Student researcher and junior psychobiology major Alison Menjivar said: “All three groups experienced technological challenges such as Wi-Fi problems because they didn’t really have any access to a computer at home, they always relied on the technology at school. And then, this probably interfered with their participation in the classroom. So some people might not have participated in the discussion or they couldn’t attend lecture.”
Barber and the students organized their data in a report that was shared with Turner and others in the UCLA administration, including the Center for the Advancement of Teaching and the COVID-19 continuity task force. Barber said there was “tremendous” interest in the survey’s findings, and while the campus had already enacted initiatives to support students during COVID, simply raising awareness of students’ experiences made a difference.
“Just by understanding the challenges students are facing, it increases faculty empathy for what students are going through,” Barber said. “Having that data and seeing the results is quite sobering. It's made me think a lot more about the welfare of my students and I checked in with them more to see how they're doing.”

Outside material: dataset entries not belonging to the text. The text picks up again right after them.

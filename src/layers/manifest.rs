use std::collections::HashSet;
use std::fs::File;
use std::io::BufReader;
use std::io::Read;
use std::path::Path;
use std::path::PathBuf;

use schemars::JsonSchema;
use serde::Deserialize;
use serde::Serialize;

use super::Rgba;
use crate::errors::CommandError;
use crate::progress::ProgressObserver;

/// The colors a base layer can be drawn in. All of them are drawn with the same transparency.
#[derive(Clone,Copy,Debug,PartialEq,Eq,Serialize,Deserialize,JsonSchema)]
#[serde(rename_all = "lowercase")]
pub(crate) enum NamedColor {
    Blue,
    Red,
    Green,
    Purple,
    Orange,
    DarkBlue,
    DarkRed,
    DarkGreen,
    CadetBlue,
    Pink,
    LightBlue,
    LightGreen,
    Beige,
    Gray,
    Black,
    Brown,
    Cyan,
    Magenta
}

impl NamedColor {

    const ALPHA: u8 = 140;

    pub(crate) const fn rgba(self) -> Rgba {
        let [red,green,blue] = match self {
            Self::Blue => [0,0,255],
            Self::Red => [255,0,0],
            Self::Green => [0,255,0],
            Self::Purple => [128,0,128],
            Self::Orange => [255,165,0],
            Self::DarkBlue => [0,0,139],
            Self::DarkRed => [139,0,0],
            Self::DarkGreen => [0,100,0],
            Self::CadetBlue => [95,158,160],
            Self::Pink => [255,192,203],
            Self::LightBlue => [173,216,230],
            Self::LightGreen => [144,238,144],
            Self::Beige => [245,245,220],
            Self::Gray => [128,128,128],
            Self::Black => [0,0,0],
            Self::Brown => [165,42,42],
            Self::Cyan => [0,255,255],
            Self::Magenta => [255,0,255],
        };
        [red,green,blue,Self::ALPHA]
    }
}

#[derive(Clone,Debug,PartialEq,Serialize,Deserialize,JsonSchema)]
#[serde(deny_unknown_fields)]
/// One layer inside a base container.
pub(crate) struct LayerSource {
    /// The layer's name inside the container
    pub(crate) layer: String,
    pub(crate) color: NamedColor,
    /// The name shown to the user, defaults to the layer name
    #[serde(default, skip_serializing_if = "Option::is_none")]
    pub(crate) name: Option<String>
}

#[derive(Clone,Debug,PartialEq,Serialize,Deserialize,JsonSchema)]
#[serde(deny_unknown_fields)]
/// A GeoPackage holding base layers.
pub(crate) struct ContainerSource {
    /// Path to the container, relative to the data directory
    pub(crate) path: PathBuf,
    pub(crate) layers: Vec<LayerSource>,
    /// Tolerance, in the container's own units, used when pre-simplifying the container offline
    #[serde(default, skip_serializing_if = "Option::is_none")]
    pub(crate) simplify_tolerance: Option<f64>
}

impl ContainerSource {

    fn new(path: &str, simplify_tolerance: f64, layers: &[(&str,NamedColor)]) -> Self {
        Self {
            path: PathBuf::from(path),
            layers: layers.iter().map(|(layer,color)| LayerSource {
                layer: (*layer).to_owned(),
                color: *color,
                name: None
            }).collect(),
            simplify_tolerance: Some(simplify_tolerance)
        }
    }
}

/// Where one base layer comes from and how it is shown.
#[derive(Clone,Debug,PartialEq)]
pub(crate) struct LayerSourceDescriptor {
    pub(crate) container_path: PathBuf,
    pub(crate) layer_identifier: String,
    pub(crate) display_color: Rgba,
    pub(crate) display_name: String
}

/// The validated list of base layers.
#[derive(Clone,Debug)]
pub(crate) struct BaseManifest {
    data_dir: PathBuf,
    containers: Vec<ContainerSource>,
    descriptors: Vec<LayerSourceDescriptor>
}

impl BaseManifest {

    pub(crate) const DEFAULT_DATA_DIR: &'static str = "custom_repository/data";

    pub(crate) fn default_sources() -> Vec<ContainerSource> {
        use NamedColor::*;
        vec![
            ContainerSource::new("Sensitive_Parties.gpkg", 0.0005, &[
                ("canals_on_the_trust_network",Pink),
                ("dry_docks",LightBlue),
                ("network_rail_centre_lines",LightGreen),
                ("nwr_elrs",Beige),
            ]),
            ContainerSource::new("Environmental_Designations.gpkg", 0.003, &[
                ("aonb",Blue),
                ("country_parks",Red),
                ("local_nature_reserves",Green),
                ("national_nature_reserves",Purple),
                ("national_parks",Orange),
                ("ramsar",DarkBlue),
                ("sac",DarkRed),
                ("spa",DarkGreen),
                ("sssi",CadetBlue),
            ]),
            ContainerSource::new("Special_Category_Land.gpkg", 0.003, &[
                ("conservation_areas",Gray),
                ("crow_act_2000",Black),
                ("national_trust_land_always_open",Brown),
                ("national_trust_limited_access",Cyan),
                ("open_greenspace",Magenta),
            ]),
        ]
    }

    /// Checks the sources and resolves them against the data directory. Nothing here touches the
    /// filesystem, see [`Self::warn_missing_containers`].
    pub(crate) fn from_sources<AsPath: AsRef<Path>>(containers: Vec<ContainerSource>, data_dir: AsPath) -> Result<Self,CommandError> {
        let data_dir = data_dir.as_ref().to_path_buf();
        let mut names = HashSet::new();
        let mut descriptors = Vec::new();

        for container in &containers {
            if container.path.as_os_str().is_empty() {
                return Err(CommandError::InvalidManifest("a container has an empty path".to_owned()))
            }
            if let Some(tolerance) = container.simplify_tolerance {
                if !(tolerance.is_finite() && tolerance >= 0.0) {
                    return Err(CommandError::InvalidManifest(format!("simplify_tolerance for {} must be a non-negative number",container.path.display())))
                }
            }
            let container_path = data_dir.join(&container.path);
            for layer in &container.layers {
                if layer.layer.trim().is_empty() {
                    return Err(CommandError::InvalidManifest(format!("a layer in {} has an empty layer name",container.path.display())))
                }
                let display_name = layer.name.clone().unwrap_or_else(|| layer.layer.clone());
                if !names.insert(display_name.clone()) {
                    return Err(CommandError::InvalidManifest(format!("layer name '{display_name}' is used more than once")))
                }
                descriptors.push(LayerSourceDescriptor {
                    container_path: container_path.clone(),
                    layer_identifier: layer.layer.clone(),
                    display_color: layer.color.rgba(),
                    display_name
                });
            }
        }

        Ok(Self {
            data_dir,
            containers,
            descriptors
        })
    }

    pub(crate) fn builtin<AsPath: AsRef<Path>>(data_dir: AsPath) -> Result<Self,CommandError> {
        Self::from_sources(Self::default_sources(), data_dir)
    }

    pub(crate) fn from_json<Reader: Read, AsPath: AsRef<Path>>(source: BufReader<Reader>, data_dir: AsPath) -> Result<Self,CommandError> {
        let containers = serde_json::from_reader::<_,Vec<ContainerSource>>(source).map_err(|e| CommandError::InvalidManifest(format!("{e}")))?;
        Self::from_sources(containers, data_dir)
    }

    pub(crate) fn from_file<AsPath: AsRef<Path>, DataPath: AsRef<Path>>(file: AsPath, data_dir: DataPath) -> Result<Self,CommandError> {
        let manifest = File::open(&file).map_err(|e| CommandError::ManifestRead(format!("{}: {e}",file.as_ref().display())))?;
        Self::from_json(BufReader::new(manifest), data_dir)
    }

    pub(crate) fn data_dir(&self) -> &Path {
        &self.data_dir
    }

    pub(crate) fn containers(&self) -> &[ContainerSource] {
        &self.containers
    }

    pub(crate) fn descriptors(&self) -> &[LayerSourceDescriptor] {
        &self.descriptors
    }

    pub(crate) fn descriptor(&self, display_name: &str) -> Option<&LayerSourceDescriptor> {
        self.descriptors.iter().find(|descriptor| descriptor.display_name == display_name)
    }

    /// A missing container isn't fatal, its layers just won't load. Returns the paths that were missing.
    pub(crate) fn warn_missing_containers<Progress: ProgressObserver>(&self, progress: &mut Progress) -> Vec<PathBuf> {
        let mut missing = Vec::new();
        for container in &self.containers {
            let path = self.data_dir.join(&container.path);
            if !path.exists() {
                progress.warning(|| format!("GeoPackage not found: {}",path.display()));
                missing.push(path);
            }
        }
        missing
    }

}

The resulting paper was accepted for publication in the Journal of Microbiology & Biology Education.
Marc Levis-Fitzgerald, director of the Center for the Advancement of Teaching’s Center for Educational Assessment, said for him the report’s most important takeaway is that challenges faced by underrepresented minority and first-generation students are the result of disparities that existed long before remote learning began.
“Given that feedback from quarterly surveys of our students during COVID remote learning was generally positive minus challenges with feeling a sense of community, this deeper look at different groups was enlightening,” he said.
The Center for the Advancement of Teaching included the survey in their Keep Teaching – Pedagogy resources, which was launched to help faculty adjust to teaching online and includes teaching strategies, digital tools, student perspectives and more. A student panel discussion was also included during CAT’s April 2021 symposium “Teaching at UCLA: Looking Forward with 2020 Vision” to share student perspectives on the challenges, benefits and surprises of remote learning.
Doing research about their own challenges, then presenting that research to campus leaders who have the power to positively influence the students themselves, was a significant opportunity, Barber and the students said. Levis-Fitzgerald pointed out that completing and publishing a research paper in less than a year is also a rare achievement, especially for undergraduates.
“I think the most significant outcome of this paper is that it will be used to influence change at UCLA and help assist professors in making equity-minded decisions to support all UCLA students,” Narvaez said.